A friend of mine once told me doing housework is therapeutic. I don't know what it meant to her, but I know doing so becomes an activity that makes me look inward. I do tend to deal with a lot of stuff while cleaning my home.
When equipped with the "just do it" attitude and not a "begrudging" attitude, the thoughts can flow. I can challenge my thinking. I get ideas. I feel useful.
I knew with fall's arrival I'd need a new project. Cleaning the garage hadn't made it onto my list of chores over the summer, so the idea of getting to the excess clutter in the garage is what compelled me to sign up for a decluttering course.
I had a need to go through some of my Mother-in-law's items stored there, I had a need for a set of new goals for fall, but also I wanted my thinking challenged regarding my home's possessions as my husband and I are in the empty nest again.
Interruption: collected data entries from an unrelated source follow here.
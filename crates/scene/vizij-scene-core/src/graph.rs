//! Read-only scene graph interface consumed by skeleton binding.
//!
//! Nodes are addressed by [`NodeRef`], which pairs the occurrence path a
//! caller sees with the path of the prim that actually stores the data. The two
//! only differ inside instance occurrences, where many occurrence paths share
//! one prototype prim.

use crate::path::ScenePath;
use crate::prim::{AttrValue, Authored, NodeKind};

/// Innermost instance occurrence enclosing a node, and the prototype it shares.
#[derive(Clone, Debug, PartialEq, Eq, Hash)]
pub struct InstanceContext {
    /// Path of the instance node in the scene (outside the prototype).
    pub occurrence: ScenePath,
    /// Root of the prototype subtree the occurrence expands.
    pub prototype: ScenePath,
}

impl InstanceContext {
    /// Map a prototype-relative path into this occurrence. `None` when the path
    /// lies outside the prototype.
    pub fn to_occurrence(&self, path: &ScenePath) -> Option<ScenePath> {
        path.replace_prefix(&self.prototype, &self.occurrence)
    }

    /// True if `path` lies inside the prototype subtree.
    pub fn contains_prototype_path(&self, path: &ScenePath) -> bool {
        path.has_prefix(&self.prototype)
    }
}

/// Handle to one node of the scene, possibly an instance occurrence.
#[derive(Clone, Debug, PartialEq, Eq, Hash)]
pub struct NodeRef {
    path: ScenePath,
    source: ScenePath,
    instance: Option<InstanceContext>,
}

impl NodeRef {
    /// A node outside any instance occurrence.
    pub fn new(path: ScenePath) -> Self {
        Self {
            source: path.clone(),
            path,
            instance: None,
        }
    }

    /// A node inside an instance occurrence, backed by a prototype prim.
    pub fn in_occurrence(path: ScenePath, source: ScenePath, instance: InstanceContext) -> Self {
        Self {
            path,
            source,
            instance: Some(instance),
        }
    }

    /// Stable identity of the node: its occurrence path.
    pub fn path(&self) -> &ScenePath {
        &self.path
    }

    /// Path of the prim that stores this node's data.
    pub fn source(&self) -> &ScenePath {
        &self.source
    }

    pub fn instance_context(&self) -> Option<&InstanceContext> {
        self.instance.as_ref()
    }

    /// True for nodes expanded from a prototype.
    pub fn is_instance_proxy(&self) -> bool {
        self.instance.is_some()
    }
}

/// Read-only, non-failing view of an externally owned scene graph.
///
/// Values are already composed: this interface reports what is authored on a
/// node, never what it inherits. Absence is reported with `None` or
/// [`Authored::Unauthored`] rather than errors.
pub trait SceneGraph {
    /// Look up a node by path. Occurrence paths inside instances resolve to
    /// proxies backed by the prototype.
    fn node_at(&self, path: &ScenePath) -> Option<NodeRef>;

    /// Children in their stable authored order.
    fn children(&self, node: &NodeRef) -> Vec<NodeRef>;

    fn kind(&self, node: &NodeRef) -> NodeKind;

    /// The node's own active flag (ancestors not considered).
    fn is_active(&self, node: &NodeRef) -> bool;

    fn relationship(&self, node: &NodeRef, name: &str) -> Authored<Vec<ScenePath>>;

    fn attribute(&self, node: &NodeRef, name: &str) -> Authored<AttrValue>;

    /// True if the node is an instance whose children come from a prototype.
    fn is_instance(&self, node: &NodeRef) -> bool;

    fn prototype_of(&self, node: &NodeRef) -> Option<ScenePath>;

    /// Counter bumped on every scene mutation. Graphs that never change may
    /// keep the default.
    fn generation(&self) -> u64 {
        0
    }

    /// Parent in occurrence space; `None` for top-level nodes.
    fn parent(&self, node: &NodeRef) -> Option<NodeRef> {
        let parent = node.path().parent()?;
        if parent.is_root() {
            return None;
        }
        self.node_at(&parent)
    }

    /// Active flag combined over the node and all of its ancestors.
    fn is_active_in_hierarchy(&self, node: &NodeRef) -> bool {
        let mut current = Some(node.clone());
        while let Some(n) = current {
            if !self.is_active(&n) {
                return false;
            }
            current = self.parent(&n);
        }
        true
    }
}
impl SceneGraph for Stage {
    fn node_at(&self, path: &ScenePath) -> Option<NodeRef> {
        if path.is_root() {
            return None;
        }
        if self.index.contains_key(path) {
            return Some(NodeRef::new(path.clone()));
        }
        // The nearest authored ancestor decides: only an instance can expand
        // paths that are not authored directly.
        let ancestor = path
            .ancestors()
            .skip(1)
            .find(|a| self.index.contains_key(a))?;
        let prototype = self.prim(&ancestor)?.prototype.clone()?;
        let in_prototype = path.replace_prefix(&ancestor, &prototype)?;
        let inner = self.node_at(&in_prototype)?;
        let context = match inner.instance_context() {
            Some(ctx) => InstanceContext {
                occurrence: ctx.occurrence.replace_prefix(&prototype, &ancestor)?,
                prototype: ctx.prototype.clone(),
            },
            None => InstanceContext {
                occurrence: ancestor,
                prototype,
            },
        };
        Some(NodeRef::in_occurrence(
            path.clone(),
            inner.source().clone(),
            context,
        ))
    }

    fn children(&self, node: &NodeRef) -> Vec<NodeRef> {
        let Some((prim, context)) = self.expansion_source(node) else {
            return Vec::new();
        };
        prim.children
            .iter()
            .filter_map(|id| self.prim_by_id(*id))
            .filter_map(|child| {
                let path = node.path().child(child.path.name()).ok()?;
                Some(match &context {
                    Some(ctx) => NodeRef::in_occurrence(path, child.path.clone(), ctx.clone()),
                    None => NodeRef::new(path),
                })
            })
            .collect()
    }

    fn kind(&self, node: &NodeRef) -> NodeKind {
        self.prim(node.source())
            .map(Prim::kind)
            .unwrap_or_default()
    }

    fn is_active(&self, node: &NodeRef) -> bool {
        self.prim(node.source()).is_some_and(Prim::is_active)
    }

    fn relationship(&self, node: &NodeRef, name: &str) -> Authored<Vec<ScenePath>> {
        let Some(prim) = self.prim(node.source()) else {
            return Authored::Unauthored;
        };
        let own = prim.relationship(name);
        if !own.is_unauthored() {
            return own.map(Clone::clone);
        }
        // Targets authored on the prototype root that point into the prototype
        // are re-rooted onto this instance.
        match self.instance_fallback(prim) {
            Some(proto) => proto.relationship(name).map(|targets| {
                targets
                    .iter()
                    .map(|t| t.replace_prefix(&proto.path, node.path()).unwrap_or_else(|| t.clone()))
                    .collect()
            }),
            None => Authored::Unauthored,
        }
    }

    fn attribute(&self, node: &NodeRef, name: &str) -> Authored<AttrValue> {
        let Some(prim) = self.prim(node.source()) else {
            return Authored::Unauthored;
        };
        let own = prim.attribute(name);
        if !own.is_unauthored() {
            return own.map(Clone::clone);
        }
        match self.instance_fallback(prim) {
            Some(proto) => proto.attribute(name).map(Clone::clone),
            None => Authored::Unauthored,
        }
    }

    fn is_instance(&self, node: &NodeRef) -> bool {
        self.prim(node.source())
            .is_some_and(|p| p.prototype.is_some())
    }

    fn prototype_of(&self, node: &NodeRef) -> Option<ScenePath> {
        self.prim(node.source()).and_then(|p| p.prototype.clone())
    }

    fn generation(&self) -> u64 {
        self.generation
    }
}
Going through the process of uncluttering is challenging. My thinking has been challenged on many fronts. I know what I want to accomplish during this course practically, but for the rest of my life, that's still a bit of an unknown.
The entire idea of letting go, though, is timely as I am letting go of my adult children more and more. And with no inlaws left on my husband's side, my own mom being elderly, my and my spouse's siblings having their own families to look after, and my own children developing their own lives, I've been put in a position to let go of traditions and other expectations.
We may make new traditions, but I doubt it. I think my mindset is to live in the now--making the most of every opportunity, being present, enjoying the beauty in daily activities.
My dog of 14 years also passed away. I've been freed of her loving and loyal attachment that was far beyond necessary. She wore herself out following me around. I was her joy and she mine. She can rest now and play in heaven, and I now feel peace and freedom to start fresh in new areas.
What do I want to become? Healthy, happy, loving, inspiring, available.
How will I do that? Well, that's for my personal journal.
How about you, re-read the meme at the top of the page as often as you need to. Develop your own set of answers.